Overall, that’s about 6 times the first estimation using the graphs: 136k PPA subscribers, with about 1000 more everyday. You can check for yourself.

Also worth noting is that with karmic and hardy being end of life soon, dropping those means leaving 10k orphans behind.

After a lot of estimations and hypotheses, we get 1 million users give or take.. hm, a lot, out of which 136k come from one of the 4 PPAs, without any overlap.

What do you think? does it look realistic or is it pure fiction?

Advertisements
  1. Jef Spaleta
    April 29, 2011 at 21:09

    Note,
    Ubuntu’s popcon is not run in the same manner that Debian’s popcon is. Debian’s popcon cleans out state UUIDs that have no reported in on a approximately monthly basis.

    Based on my testing of the Ubuntu popcon, I have concluded that Ubuntu’s popcon is not doing this cleaning of stale UUIDs. Look at the less popular arches like HPPA or Sparc, the installed stats are monotonically increasing and are flat of the span of months. This is evidence that Ubuntu’s popcon is not cleaning. Some of the sparc and HPPA counts are my own hand crafted reports into the system and they were never discarded even though I’ve only reported using the UUID once.

    You can also see the effect when you compare top “voted” and “installed” packaged. “Voted” as a clear meaning regard to recent use. In the Debian popcon top “installed” and top “voted” numbers match up pretty well in the raw numbers. Not so for the Ubuntu popcon. I can go into why this implies a lack of UUID cleaning in more detail if its not clear to you when looking at the numbers.

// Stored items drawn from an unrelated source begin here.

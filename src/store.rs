//! Immutable accident-record storage.

use roadrisk_types::record::{AccidentRecord, RecordId};
use rustc_hash::FxHashMap;

/// Frozen id → record map, the single owner of all [`AccidentRecord`]s.
///
/// Every other structure in the index references records by id only; the
/// store is built once and never mutated afterwards.
#[derive(Debug, Clone, Default)]
pub struct RecordStore {
    records: FxHashMap<RecordId, AccidentRecord>,
}

impl RecordStore {
    pub(crate) fn new() -> Self {
        Self::default()
    }

    pub(crate) fn insert(&mut self, record: AccidentRecord) {
        self.records.insert(record.id, record);
    }

    /// Look up a record by id.
    pub fn get(&self, id: RecordId) -> Option<&AccidentRecord> {
        self.records.get(&id)
    }

    /// Number of stored records.
    pub fn len(&self) -> usize {
        self.records.len()
    }

    /// Whether the store holds no records.
    pub fn is_empty(&self) -> bool {
        self.records.is_empty()
    }

    /// Iterate over all stored records in arbitrary order.
    pub fn iter(&self) -> impl Iterator<Item = &AccidentRecord> + '_ {
        self.records.values()
    }
}
use chrono::NaiveDate;
use roadrisk::{AccidentRecord, AssessOptions, RiskIndex};

fn main() -> Result<(), Box<dyn std::error::Error>> {
    println!("=== RoadRisk - Getting Started ===\n");

    // A handful of historical accidents around central Belgrade.
    let records = vec![
        accident(1, 44.8130, 20.4620, 2023, 11, 3, 17, 40),
        accident(2, 44.8140, 20.4605, 2022, 11, 12, 18, 5),
        accident(3, 44.8118, 20.4633, 2024, 10, 28, 17, 15),
        accident(4, 44.8301, 20.4790, 2023, 6, 2, 9, 30),
        accident(5, 45.2671, 19.8335, 2024, 11, 1, 17, 50),
    ];

    let index = RiskIndex::build(records)?;
    println!(
        "✓ Indexed {} records across {} cells ({} skipped)\n",
        index.stats().records,
        index.stats().cells,
        index.stats().skipped
    );

    // Rush hour in early November, at the city center.
    let at = NaiveDate::from_ymd_opt(2025, 11, 5)
        .unwrap()
        .and_hms_opt(17, 30, 0)
        .unwrap();

    let result = index.assess(44.8125, 20.4612, at)?;
    println!("Danger at the city center: {}", result.level);
    println!("   nearby accidents:   {}", result.total);
    println!("   same time of day:   {}", result.time_matched);
    println!("   same season:        {}", result.season_matched);

    // The same query with per-accident diagnostics.
    let opts = AssessOptions::new().with_radius_km(2.0).with_details();
    let detailed = index.assess_with(44.8125, 20.4612, at, &opts)?;
    println!("\nWithin 2 km, closest first:");
    for detail in &detailed.details {
        println!(
            "   #{:<3} {:.2} km away, {:.1} h apart, {} days off season",
            detail.id, detail.distance_km, detail.hours_from_now, detail.days_from_seasonal_center
        );
    }

    Ok(())
}

fn accident(
    id: u64,
    lat: f64,
    lon: f64,
    year: i32,
    month: u32,
    day: u32,
    hour: u32,
    minute: u32,
) -> AccidentRecord {
    let ts = NaiveDate::from_ymd_opt(year, month, day)
        .unwrap()
        .and_hms_opt(hour, minute, 0)
        .unwrap();
    AccidentRecord::new(id, lat, lon, ts)
}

    With that said, I don’t think you can look at the Ubuntu popcon counts as “installed” in the same way that Debian intended for popcon to mean. I have no idea how large the impact of aggregate accumulation of stale UUIDs is, but it does change the interpretation in a non-subtle way. Please be aware of that when quoting the numbers. The lack of UUID cleaning is not _wrong_ or _malicious_, its just _different_ and you have to take it into account when looking at the numbers.

    Also please note that noone from Canonical has ever gone on record with an explanation of how they got their 12 million user estimate number. Until the methodology is articulated, you should avoid requoting the number. As of this summer Mark Shuttleworth said the number is whatever they want it to be.

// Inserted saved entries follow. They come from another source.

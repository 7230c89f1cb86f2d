use serde::{Deserialize, Serialize};
use std::fmt;

use crate::record::RecordId;

/// Discrete danger classification produced by the risk index.
///
/// Levels are ordered from least to most dangerous, so they can be compared
/// directly:
///
/// ```
/// use roadrisk_types::risk::DangerLevel;
///
/// assert!(DangerLevel::Severe > DangerLevel::Moderate);
/// ```
#[derive(
    Debug, Clone, Copy, PartialEq, Eq, PartialOrd, Ord, Hash, Serialize, Deserialize, Default,
)]
#[serde(rename_all = "snake_case")]
pub enum DangerLevel {
    /// Fewer than two nearby accidents and no temporal clustering.
    #[default]
    Safe,
    /// At least two accidents nearby.
    Moderate,
    /// Five or more nearby, or clustered at this time of day and season.
    Dangerous,
    /// More than ten nearby, or strongly clustered in both cycles.
    Severe,
}

impl DangerLevel {
    /// Classify a query from its match counts.
    ///
    /// The thresholds are evaluated top-down, first match wins:
    ///
    /// | Condition | Level |
    /// |---|---|
    /// | `total > 10` or (`time >= 3` and `season >= 5`) | `Severe` |
    /// | `total >= 5` or (`time >= 2` and `season >= 3`) | `Dangerous` |
    /// | `total >= 2` | `Moderate` |
    /// | otherwise | `Safe` |
    ///
    /// `time_matched` and `season_matched` count the spatial candidates that
    /// also fall inside the time-of-day and seasonal windows, so both are
    /// bounded by `total`.
    pub fn classify(total: usize, time_matched: usize, season_matched: usize) -> Self {
        if total > 10 || (time_matched >= 3 && season_matched >= 5) {
            Self::Severe
        } else if total >= 5 || (time_matched >= 2 && season_matched >= 3) {
            Self::Dangerous
        } else if total >= 2 {
            Self::Moderate
        } else {
            Self::Safe
        }
    }
}

impl fmt::Display for DangerLevel {
    fn fmt(&self, f: &mut fmt::Formatter<'_>) -> fmt::Result {
        let label = match self {
            Self::Safe => "SAFE",
            Self::Moderate => "MODERATE",
            Self::Dangerous => "DANGEROUS",
            Self::Severe => "SEVERE",
        };
        f.write_str(label)
    }
}

/// Per-candidate diagnostics for one spatial match.
///
/// Emitted only when details are requested; the classification decision never
/// depends on this list.
#[derive(Debug, Clone, PartialEq, Serialize, Deserialize)]
pub struct AccidentDetail {
    /// The matched record.
    pub id: RecordId,
    /// Geodesic distance from the query position in kilometers.
    pub distance_km: f64,
    /// Absolute civil-time difference between query and accident, in hours.
    pub hours_from_now: f64,
    /// Circular day-of-year distance from the query date, in days.
    pub days_from_seasonal_center: u32,
}

/// The answer to one risk query.
#[derive(Debug, Clone, PartialEq, Serialize, Deserialize, Default)]
pub struct RiskResult {
    /// Accidents within the query radius (after geodesic refinement).
    pub total: usize,
    /// Of those, accidents within the time-of-day window.
    pub time_matched: usize,
    /// Of those, accidents within the seasonal window.
    pub season_matched: usize,
    /// Danger classification for the combined counts.
    pub level: DangerLevel,
    /// Optional per-candidate diagnostics, empty unless requested.
    pub details: Vec<AccidentDetail>,
}

impl RiskResult {
    /// The degenerate "no data" answer: zero matches, [`DangerLevel::Safe`].
    pub fn empty() -> Self {
        Self::default()
    }
}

    http://irclogs.ubuntu.com/2010/10/14/%23ubuntu-classroom.html

    popey asked: We often see figures for how many Ubuntu installs there are, 8 million here, 12 million there. Can you give us definitive (near enough) figures and tell us how you arrive at them? This would help dispell some naysayers who claim we’re making these numbers up.
    sabdfl no, i have no definitive answer
    sabdfl there are stats
    sabdfl but we can make those say whatever we want

    -jef

    • fta
      April 29, 2011 at 21:21

      those 12 millions came from wikipedia, which has a link to an interview of a Canonical employee making that claim. Yet, I agree that there’s no methodology exposed in that interview, even less something that could be verified. Note that I never said I trusted this number, please re-read my article, it’s all conditional.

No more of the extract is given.